# EXERCISE OBJECTIVE
Copy precisely the first line of the material below and every later line, stopping with the line that contains "Raised before any".

# RECORDS SUPPLIED
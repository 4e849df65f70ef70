//! Error types for the identity storage abstraction layer.
//!
//! This module defines all error types that can occur during storage
//! operations, regardless of backend.

use std::fmt;

/// Errors that can occur during storage operations.
#[derive(Debug, thiserror::Error)]
pub enum StorageError {
    /// A required argument was missing or malformed. Raised before any
    /// I/O is attempted.
    #[error("Invalid input: {message}")]
    InvalidInput {
        /// Description of the precondition violation.
        message: String,
    },

    /// A mutation targeted a record that does not exist.
    ///
    /// Lookups never produce this error; they return an absent result.
    #[error("Not found: {kind}/{id}")]
    NotFound {
        /// The kind of record ("user", "role", ...).
        kind: String,
        /// The identifier that was not found.
        id: String,
    },

    /// Attempted to create a record that already exists.
    #[error("Already exists: {kind}/{id}")]
    AlreadyExists {
        /// The kind of record that already exists.
        kind: String,
        /// The identifier of the existing record.
        id: String,
    },

    /// An update carried a stale concurrency stamp: the record was
    /// modified since it was read. Retryable after re-reading.
    #[error("Concurrency conflict on {kind}/{id}")]
    ConcurrencyConflict {
        /// The kind of record in conflict.
        kind: String,
        /// The identifier of the record in conflict.
        id: String,
    },

    /// A persisted record is malformed (unexpected field, missing
    /// terminator, torn lookup file). Fatal for the read; never
    /// silently repaired.
    #[error("Invalid record: {message}")]
    InvalidRecord {
        /// Description of the format violation.
        message: String,
    },

    /// The backend is unavailable (connection failure after bounded
    /// retries, closed pool).
    #[error("Connection error: {message}")]
    Connection {
        /// Description of the connection failure.
        message: String,
    },

    /// An internal backend error occurred.
    #[error("Internal error: {message}")]
    Internal {
        /// Description of the internal error.
        message: String,
    },
}

impl StorageError {
    /// Creates a new `InvalidInput` error.
    #[must_use]
    pub fn invalid_input(message: impl Into<String>) -> Self {
        Self::InvalidInput {
            message: message.into(),
        }
    }

    /// Creates a new `NotFound` error.
    #[must_use]
    pub fn not_found(kind: impl Into<String>, id: impl Into<String>) -> Self {
        Self::NotFound {
            kind: kind.into(),
            id: id.into(),
        }
    }

    /// Creates a new `AlreadyExists` error.
    #[must_use]
    pub fn already_exists(kind: impl Into<String>, id: impl Into<String>) -> Self {
        Self::AlreadyExists {
            kind: kind.into(),
            id: id.into(),
        }
    }

    /// Creates a new `ConcurrencyConflict` error.
    #[must_use]
    pub fn concurrency_conflict(kind: impl Into<String>, id: impl Into<String>) -> Self {
        Self::ConcurrencyConflict {
            kind: kind.into(),
            id: id.into(),
        }
    }

    /// Creates a new `InvalidRecord` error.
    #[must_use]
    pub fn invalid_record(message: impl Into<String>) -> Self {
        Self::InvalidRecord {
            message: message.into(),
        }
    }

    /// Creates a new `Connection` error.
    #[must_use]
    pub fn connection(message: impl Into<String>) -> Self {
        Self::Connection {
            message: message.into(),
        }
    }

    /// Creates a new `Internal` error.
    #[must_use]
    pub fn internal(message: impl Into<String>) -> Self {
        Self::Internal {
            message: message.into(),
        }
    }

    /// Returns `true` if this is a not found error.
    #[must_use]
    pub fn is_not_found(&self) -> bool {
        matches!(self, Self::NotFound { .. })
    }

    /// Returns `true` if this is a concurrency conflict.
    #[must_use]
    pub fn is_concurrency_conflict(&self) -> bool {
        matches!(self, Self::ConcurrencyConflict { .. })
    }

    /// Returns `true` if this is an already exists error.
    #[must_use]
    pub fn is_already_exists(&self) -> bool {
        matches!(self, Self::AlreadyExists { .. })
    }

    /// Returns `true` if this is a precondition failure.
    #[must_use]
    pub fn is_invalid_input(&self) -> bool {
        matches!(self, Self::InvalidInput { .. })
    }

    /// Returns `true` if this is a persisted-format error.
    #[must_use]
    pub fn is_invalid_record(&self) -> bool {
        matches!(self, Self::InvalidRecord { .. })
    }

    /// Returns the error category for logging/monitoring purposes.
    #[must_use]
    pub fn category(&self) -> ErrorCategory {
        match self {
            Self::InvalidInput { .. } => ErrorCategory::Validation,
            Self::NotFound { .. } => ErrorCategory::NotFound,
            Self::AlreadyExists { .. } | Self::ConcurrencyConflict { .. } => ErrorCategory::Conflict,
            Self::InvalidRecord { .. } => ErrorCategory::Format,
            Self::Connection { .. } => ErrorCategory::Infrastructure,
            Self::Internal { .. } => ErrorCategory::Internal,
        }
    }
}

impl From<idstore_core::IdError> for StorageError {
    fn from(err: idstore_core::IdError) -> Self {
        Self::invalid_input(err.to_string())
    }
}

/// Result type alias for storage operations.
pub type StorageResult<T> = Result<T, StorageError>;

/// Categories of storage errors for logging and monitoring.
#[derive(Debug, Clone, Copy, PartialEq, Eq, Hash)]
pub enum ErrorCategory {
    /// Record not found.
    NotFound,
    /// Conflict (existence or stale stamp).
    Conflict,
    /// Precondition violation.
    Validation,
    /// Malformed persisted data.
    Format,
    /// Infrastructure/connection error.
    Infrastructure,
    /// Internal error.
    Internal,
}

impl fmt::Display for ErrorCategory {
    fn fmt(&self, f: &mut fmt::Formatter<'_>) -> fmt::Result {
        match self {
            Self::NotFound => write!(f, "not_found"),
            Self::Conflict => write!(f, "conflict"),
            Self::Validation => write!(f, "validation"),
            Self::Format => write!(f, "format"),
            Self::Infrastructure => write!(f, "infrastructure"),
            Self::Internal => write!(f, "internal"),
        }
    }
}

#[cfg(test)]
mod tests {
    use super::*;

    #[test]
    fn test_error_display() {
        let err = StorageError::not_found("user", "u1");
        assert_eq!(err.to_string(), "Not found: user/u1");

        let err = StorageError::concurrency_conflict("role", "r1");
        assert_eq!(err.to_string(), "Concurrency conflict on role/r1");

        let err = StorageError::already_exists("user", "u2");
        assert_eq!(err.to_string(), "Already exists: user/u2");
    }

    #[test]
    fn test_error_predicates() {
        let err = StorageError::not_found("user", "u1");
        assert!(err.is_not_found());
        assert!(!err.is_concurrency_conflict());

        let err = StorageError::concurrency_conflict("user", "u1");
        assert!(err.is_concurrency_conflict());
        assert!(!err.is_not_found());

        let err = StorageError::invalid_record("unexpected field");
        assert!(err.is_invalid_record());
    }

    #[test]
    fn test_error_category() {
        assert_eq!(
            StorageError::not_found("user", "u1").category(),
            ErrorCategory::NotFound
        );
        assert_eq!(
            StorageError::concurrency_conflict("user", "u1").category(),
            ErrorCategory::Conflict
        );
        assert_eq!(
            StorageError::already_exists("user", "u1").category(),
            ErrorCategory::Conflict
        );
        assert_eq!(
            StorageError::invalid_input("empty id").category(),
            ErrorCategory::Validation
        );
        assert_eq!(
            StorageError::invalid_record("bad field").category(),
            ErrorCategory::Format
        );
    }

    #[test]
    fn test_id_error_maps_to_invalid_input() {
        let err: StorageError = idstore_core::id::validate_id("").unwrap_err().into();
        assert!(err.is_invalid_input());
    }
}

# OUTPUT OF THE TASK
repository 4e849df65f70ef70
//! Error types for the identity storage abstraction layer.
//!
//! This module defines all error types that can occur during storage
//! operations, regardless of backend.

use std::fmt;

/// Errors that can occur during storage operations.
#[derive(Debug, thiserror::Error)]
pub enum StorageError {
    /// A required argument was missing or malformed. Raised before any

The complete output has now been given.